Degree Inclusive deodorant is designed for people with disabilities and visual impairment

200 U.S. people with disabilities have been invited to trial the prototype.

Deodorant just got a bit more innovative with the launch of a new product from Degree.

The company, known for its antiperspirant offerings, has introduced an inclusive deodorant designed for people with visual impairment and upper limb motor disabilities.

Degree Inclusive features a hooked design for one-handed use as well as magnetic closures that make it easier to take the cap off and put it back on. This makes it easier for users with limited grip and/or vision impairment.

It also has an enhanced grip placement for easier application that can be more easily accessed by users with limited grip or no arms, a Braille label with instructions for users with vision impairment and a larger roll-on applicator to reach more surface area per swipe.

To create the prototype for Degree Inclusive, the brand partnered with an inclusive team of design experts from Wunderman Thompson which included occupational therapists, engineers, consultants and people living with disabilities.
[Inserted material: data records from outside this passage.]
//! Depth-banded ore scatter.
//!
//! Minerals are not separate contents: a tagged voxel keeps its base rock
//! content and carries the mineral id in `param1`.

use crate::context::GenerationContext;
use glam::IVec3;
use rand::Rng;
use serde::{Deserialize, Serialize};
use tracing::debug;
use voxgen_core::{scoped_rng, seed};

/// Random cluster centres per chunk.
pub const POINTS_PER_CHUNK: usize = 20;
/// Chunks below this chunk-Y draw only from the deep slice of the table.
pub const DEEP_CHUNK_Y: i32 = -4;

/// Ore tag written into `param1` of base rock.
#[derive(Debug, Clone, Copy, PartialEq, Eq, Hash, Serialize, Deserialize)]
#[serde(rename_all = "lowercase")]
#[repr(u8)]
pub enum Mineral {
    Coal = 1,
    Salt = 2,
    Quartz = 3,
    Iron = 4,
    Tin = 5,
    Copper = 6,
    Silver = 7,
    Gold = 8,
    Mithril = 9,
}

impl Mineral {
    #[inline]
    pub fn id(self) -> u8 {
        self as u8
    }

    pub fn from_id(id: u8) -> Option<Self> {
        MINERAL_TABLE
            .iter()
            .map(|band| band.mineral)
            .find(|m| m.id() == id)
    }
}

/// One row of the ordered mineral table.
#[derive(Debug, Clone, Copy)]
pub struct MineralBand {
    pub mineral: Mineral,
    /// Points must lie strictly below this Y; `None` means anywhere.
    pub below: Option<i32>,
    /// Each neighbour voxel is tagged with probability `1 / one_in`.
    pub one_in: u32,
}

impl MineralBand {
    #[inline]
    pub fn permits(&self, y: i32) -> bool {
        self.below.map_or(true, |limit| y < limit)
    }
}

const fn band(mineral: Mineral, below: Option<i32>, one_in: u32) -> MineralBand {
    MineralBand {
        mineral,
        below,
        one_in,
    }
}

pub const MINERAL_TABLE: [MineralBand; 9] = [
    band(Mineral::Coal, None, 2),
    band(Mineral::Salt, Some(-16), 4),
    band(Mineral::Quartz, Some(-16), 4),
    band(Mineral::Iron, Some(-32), 4),
    band(Mineral::Tin, Some(-48), 4),
    band(Mineral::Copper, Some(-48), 4),
    band(Mineral::Silver, Some(-48), 4),
    band(Mineral::Gold, Some(-64), 4),
    band(Mineral::Mithril, Some(-72), 4),
];

/// Index of the first entry of the deep slice (iron).
pub const DEEP_SLICE_START: usize = 3;

/// Table slice a chunk draws from.
pub fn band_slice(chunk_y: i32) -> &'static [MineralBand] {
    if chunk_y < DEEP_CHUNK_Y {
        &MINERAL_TABLE[DEEP_SLICE_START..]
    } else {
        &MINERAL_TABLE[..]
    }
}

/// Pick uniformly among the bands of `slice` permitted at `y`.
pub fn choose_band<R: Rng>(
    rng: &mut R,
    slice: &'static [MineralBand],
    y: i32,
) -> Option<&'static MineralBand> {
    let permitted = slice.iter().filter(|b| b.permits(y)).count();
    if permitted == 0 {
        return None;
    }
    let pick = rng.gen_range(0..permitted);
    slice.iter().filter(|b| b.permits(y)).nth(pick)
}

/// Scatter ore clusters through the base rock of the target chunk.
///
/// `deep_only` restricts the scatter to the deep slice whatever the chunk Y.
/// Returns how many voxels were tagged.
pub fn seed_minerals(ctx: &mut GenerationContext<'_>, deep_only: bool) -> usize {
    let min = ctx.node_min();
    let max = ctx.node_max();
    let slice = if deep_only {
        &MINERAL_TABLE[DEEP_SLICE_START..]
    } else {
        band_slice(ctx.pos.y)
    };
    let mut rng = scoped_rng(seed::mineral_seed(ctx.seed, ctx.pos.node_min_array()));

    let mut tagged = 0;
    for _ in 0..POINTS_PER_CHUNK {
        let centre = IVec3::new(
            rng.gen_range(min.x + 1..max.x),
            rng.gen_range(min.y + 1..max.y),
            rng.gen_range(min.z + 1..max.z),
        );
        let Some(band) = choose_band(&mut rng, slice, centre.y) else {
            continue;
        };
        for dz in -1..=1 {
            for dy in -1..=1 {
                for dx in -1..=1 {
                    let p = centre + IVec3::new(dx, dy, dz);
                    let is_rock = ctx
                        .grid
                        .content(p)
                        .is_some_and(|c| ctx.palette.is_base_rock(c));
                    if is_rock && rng.gen_range(0..band.one_in) == 0 {
                        if let Some(voxel) = ctx.grid.get_mut(p) {
                            voxel.param1 = band.mineral.id();
                            tagged += 1;
                        }
                    }
                }
            }
        }
    }
    debug!(tagged, "minerals seeded");
    tagged
}

#[cfg(test)]
mod tests {
    use super::*;
    use crate::chunk::ChunkPos;
    use crate::generator::ChunkGenerator;
    use crate::grid::VoxelGrid;
    use voxgen_core::ContentKey;

    #[test]
    fn test_table_order_and_bands() {
        let names: Vec<_> = MINERAL_TABLE.iter().map(|b| b.mineral).collect();
        assert_eq!(names[0], Mineral::Coal);
        assert_eq!(names[DEEP_SLICE_START], Mineral::Iron);
        assert_eq!(*names.last().unwrap(), Mineral::Mithril);
        assert!(MINERAL_TABLE[0].permits(500));
        assert!(!MINERAL_TABLE[1].permits(-16));
        assert!(MINERAL_TABLE[1].permits(-17));
        assert!(MINERAL_TABLE.iter().skip(1).all(|b| b.one_in == 4));
    }

    #[test]
    fn test_shallow_points_only_draw_coal() {
        let mut rng = scoped_rng(3);
        for _ in 0..50 {
            let band = choose_band(&mut rng, band_slice(0), 10).unwrap();
            assert_eq!(band.mineral, Mineral::Coal);
        }
    }

    #[test]
    fn test_deep_slice_excludes_shallow_minerals() {
        assert_eq!(band_slice(-5).len(), 6);
        assert_eq!(band_slice(-4).len(), 9);
        let mut rng = scoped_rng(9);
        for _ in 0..100 {
            let band = choose_band(&mut rng, band_slice(-10), -150).unwrap();
            assert!(band.mineral.id() >= Mineral::Iron.id());
        }
    }

    #[test]
    fn test_tags_only_base_rock_of_the_chunk() {
        let generator = ChunkGenerator::with_default_table(4);
        let pos = ChunkPos::new(0, -6, 0);
        let palette = generator.palette().clone();
        let mut grid = VoxelGrid::for_chunk(pos, palette.voxel(ContentKey::Stone));
        let mut ctx = generator.context(pos, &mut grid);
        let tagged = seed_minerals(&mut ctx, false);
        drop(ctx);
        assert!(tagged > 0);

        let area = crate::grid::VoxelArea::of_chunk(pos);
        let mut seen = 0;
        for p in grid.area().positions() {
            let v = grid.get(p).unwrap();
            if v.param1 != 0 {
                seen += 1;
                assert!(area.contains(p), "tag outside chunk at {p}");
                let mineral = Mineral::from_id(v.param1).unwrap();
                assert!(mineral.id() >= Mineral::Iron.id());
            }
        }
        assert!(seen > 0 && seen <= tagged);
    }
}
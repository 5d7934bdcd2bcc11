use std::process::Command;

fn voxgen(args: &[&str]) -> std::process::Output {
    Command::new(env!("CARGO_BIN_EXE_voxgen"))
        .args(["--config", "no-such-voxgen.toml"])
        .args(args)
        .output()
        .expect("can run voxgen")
}

#[test]
fn chunk_json_is_stable_across_runs() {
    let args = ["--seed", "12345", "chunk", "--pos", "0,0,0", "--json"];
    let first = voxgen(&args);
    let second = voxgen(&args);
    assert!(first.status.success(), "{}", String::from_utf8_lossy(&first.stderr));
    assert_eq!(first.stdout, second.stdout);

    let value: serde_json::Value = serde_json::from_slice(&first.stdout).unwrap();
    assert_eq!(value["chunk"], serde_json::json!([0, 0, 0]));
    assert_eq!(value["digest"].as_str().unwrap().len(), 64);
}

#[test]
fn seed_flag_changes_the_digest() {
    let digest = |seed: &str| {
        let out = voxgen(&["--seed", seed, "chunk", "--pos", "2,0,-3", "--json"]);
        let value: serde_json::Value = serde_json::from_slice(&out.stdout).unwrap();
        value["digest"].as_str().unwrap().to_string()
    };
    assert_ne!(digest("1"), digest("2"));
}

#[test]
fn flat_realm_column_dump() {
    let out = voxgen(&["--realm", "flat", "column", "--pos", "0,0,0", "--column", "3,7"]);
    assert!(out.status.success());
    let text = String::from_utf8_lossy(&out.stdout);
    assert!(text.contains("grass"));
    assert!(text.contains("mud"));
    assert!(!text.contains("ignore"));
}

#[test]
fn bad_arguments_fail() {
    assert!(!voxgen(&["chunk", "--pos", "0,0"]).status.success());
    assert!(!voxgen(&["--realm", "hollow", "seams", "--region", "0,0,1,1"]).status.success());
}

#[test]
fn seams_pass_on_default_seed() {
    let out = voxgen(&["seams", "--region", "-2,-2,2,2"]);
    assert!(out.status.success(), "{}", String::from_utf8_lossy(&out.stdout));
}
"As a disabled person, I've experienced first-hand the challenges of living in a world of conventional design, where most products and services are not designed with the disabled community in mind," said Christina Mallon, Degree deodorant partner and head of inclusive design at Wunderman Thompson.

"Being unable to access a basic utility like deodorant – something most people take for granted – has a huge impact on your ability to move, and therefore your quality of life in general," she continued.

Degree Inclusive deodorant won't be hitting store shelves just yet, but to ensure the product is effective and accessible, the prototypes are being tested by people living with disabilities through a beta program.

In partnership with The Chicago Lighthouse, Open Style Lab and Muscular Dystrophy Association, Degree invited 200 people with disabilities in the U.S. to test out the prototype design. Participants will give their feedback on its concept, product features and messaging to help improve the innovation for a future commercial launch.

"Breaking stereotypes unleashes creativity and drives growth," Aline Santos Farhat, executive vice president of global marketing and chief diversity and inclusion officer at Unilever, said in a statement.

"Degree Inclusive breaks every stereotype and challenges what a deodorant product should be. It's a breakthrough accessible design that genuinely serves the needs of people with disabilities," Farhat added.